From the following material, work out how many lines include the string "samples"; respond with the number only.

________________________

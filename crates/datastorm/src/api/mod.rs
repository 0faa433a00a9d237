// SPDX-License-Identifier: Apache-2.0 OR MIT
// Copyright (c) 2025-2026 naskel.com

//! # DataStorm Typed API
//!
//! Typed front-end over the untyped protocol engine.
//!
//! ## Overview
//!
//! - **Node**: one process's identity, owns the transport and every session
//! - **Topic**: named channel typed by key `K`, value `V` and update tag `U`
//! - **Writers**: publish samples for one key, a key set, or any key
//! - **Readers**: receive samples for one key, a key set, any key, or a key filter
//!
//! ## Quick Start
//!
//! ```rust,no_run
//! use datastorm::{LocalNetwork, Node, Topic, SingleKeyWriter, SingleKeyReader, ReaderConfig};
//!
//! let network = LocalNetwork::new();
//! let publisher = Node::builder("publisher")
//!     .transport(network.adapter(Some("pub"))?)
//!     .build()?;
//! let subscriber = Node::builder("subscriber")
//!     .transport(network.adapter(None)?)
//!     .connect_to("pub")
//!     .build()?;
//!
//! let prices = Topic::<String, f64>::new(&publisher, "prices")?;
//! let writer = SingleKeyWriter::new(&prices, "AAPL".to_string())?;
//!
//! let quotes = Topic::<String, f64>::new(&subscriber, "prices")?;
//! let reader = SingleKeyReader::new(&quotes, "AAPL".to_string(), ReaderConfig::default())?;
//!
//! writer.wait_for_readers(1)?;
//! writer.add(187.5)?;
//! let sample = reader.next_unread()?;
//! println!("{} = {:?}", sample.key(), sample.value());
//! # Ok::<(), datastorm::Error>(())
//! ```
//!
//! ## Entity Hierarchy
//!
//! ```text
//! Node
//! +-- Topic<K, V, U>
//!     +-- SingleKeyWriter / MultiKeyWriter
//!     +-- SingleKeyReader / MultiKeyReader / FilteredKeyReader
//! ```

pub mod codec;
pub mod filters;
mod node;
mod reader;
mod sample;
mod topic;
mod writer;

pub use codec::{Codec, CodecError};
#[cfg(feature = "serde")]
pub use codec::Json;
pub use node::{Node, NodeBuilder};
pub use reader::{FilteredKeyReader, MultiKeyReader, ReaderConfig, SingleKeyReader};
pub use filters::Filter;
pub use sample::Sample;
pub use topic::{Key, Topic};
pub use writer::{MultiKeyWriter, SingleKeyWriter, WriterConfig};

pub use crate::core::executor::{Executor, Task};
pub use crate::protocol::{ClearHistoryPolicy, DiscardPolicy, SampleEvent};

use crate::transport::TransportError;

/// Connection state change reported to connected-keys/elements callbacks.
#[derive(Clone, Copy, Debug, PartialEq, Eq, Hash)]
pub enum CallbackReason {
    Connect,
    Disconnect,
}

/// Errors returned by DataStorm operations.
///
/// Distributed-protocol anomalies (stale sessions, lost handshake races,
/// malformed remote announcements) never surface here: they are handled by
/// the engine and only traced.
#[derive(Debug)]
pub enum Error {
    // ========================================================================
    // Lifecycle Errors
    // ========================================================================
    /// The node is shutting down; blocking waits return this immediately.
    NodeShutdown,
    /// The topic or element was destroyed.
    Destroyed,

    // ========================================================================
    // Usage Errors
    // ========================================================================
    /// Invalid argument supplied by the application.
    InvalidArgument(String),
    /// No filter factory registered under this name.
    UnknownFilter(String),
    /// Filter criteria could not be decoded or compiled.
    InvalidFilterCriteria(String),
    /// No partial update function registered for this tag.
    UnknownUpdater(String),

    // ========================================================================
    // Data Errors
    // ========================================================================
    /// Value, key or tag could not be decoded.
    Decode(CodecError),

    // ========================================================================
    // Configuration Errors
    // ========================================================================
    /// Invalid property value.
    Config(String),
    /// Property file not found at the specified path.
    ConfigFileNotFound(String),
    /// I/O error with underlying cause.
    Io(std::io::Error),

    // ========================================================================
    // Transport Errors
    // ========================================================================
    Transport(TransportError),
}

impl std::fmt::Display for Error {
    fn fmt(&self, f: &mut std::fmt::Formatter<'_>) -> std::fmt::Result {
        match self {
            // Lifecycle
            Error::NodeShutdown => write!(f, "Node is shutting down"),
            Error::Destroyed => write!(f, "Object destroyed"),
            // Usage
            Error::InvalidArgument(msg) => write!(f, "Invalid argument: {}", msg),
            Error::UnknownFilter(name) => write!(f, "Unknown filter: {}", name),
            Error::InvalidFilterCriteria(msg) => write!(f, "Invalid filter criteria: {}", msg),
            Error::UnknownUpdater(tag) => write!(f, "No updater registered for tag {}", tag),
            // Data
            Error::Decode(e) => write!(f, "Decode failed: {}", e),
            // Configuration
            Error::Config(msg) => write!(f, "Configuration error: {}", msg),
            Error::ConfigFileNotFound(path) => write!(f, "Config file not found: {}", path),
            Error::Io(e) => write!(f, "I/O error: {}", e),
            // Transport
            Error::Transport(e) => write!(f, "Transport error: {}", e),
        }
    }
}

impl std::error::Error for Error {
    fn source(&self) -> Option<&(dyn std::error::Error + 'static)> {
        match self {
            Error::Io(e) => Some(e),
            Error::Decode(e) => Some(e),
            Error::Transport(e) => Some(e),
            _ => None,
        }
    }
}

impl From<CodecError> for Error {
    fn from(e: CodecError) -> Self {
        Error::Decode(e)
    }
}

impl From<TransportError> for Error {
    fn from(e: TransportError) -> Self {
        Error::Transport(e)
    }
}

impl From<std::io::Error> for Error {
    fn from(e: std::io::Error) -> Self {
        Error::Io(e)
    }
}

/// Convenient alias for API results using the public `Error` type.
pub type Result<T> = std::result::Result<T, Error>;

________________________

> **Expected answer**
2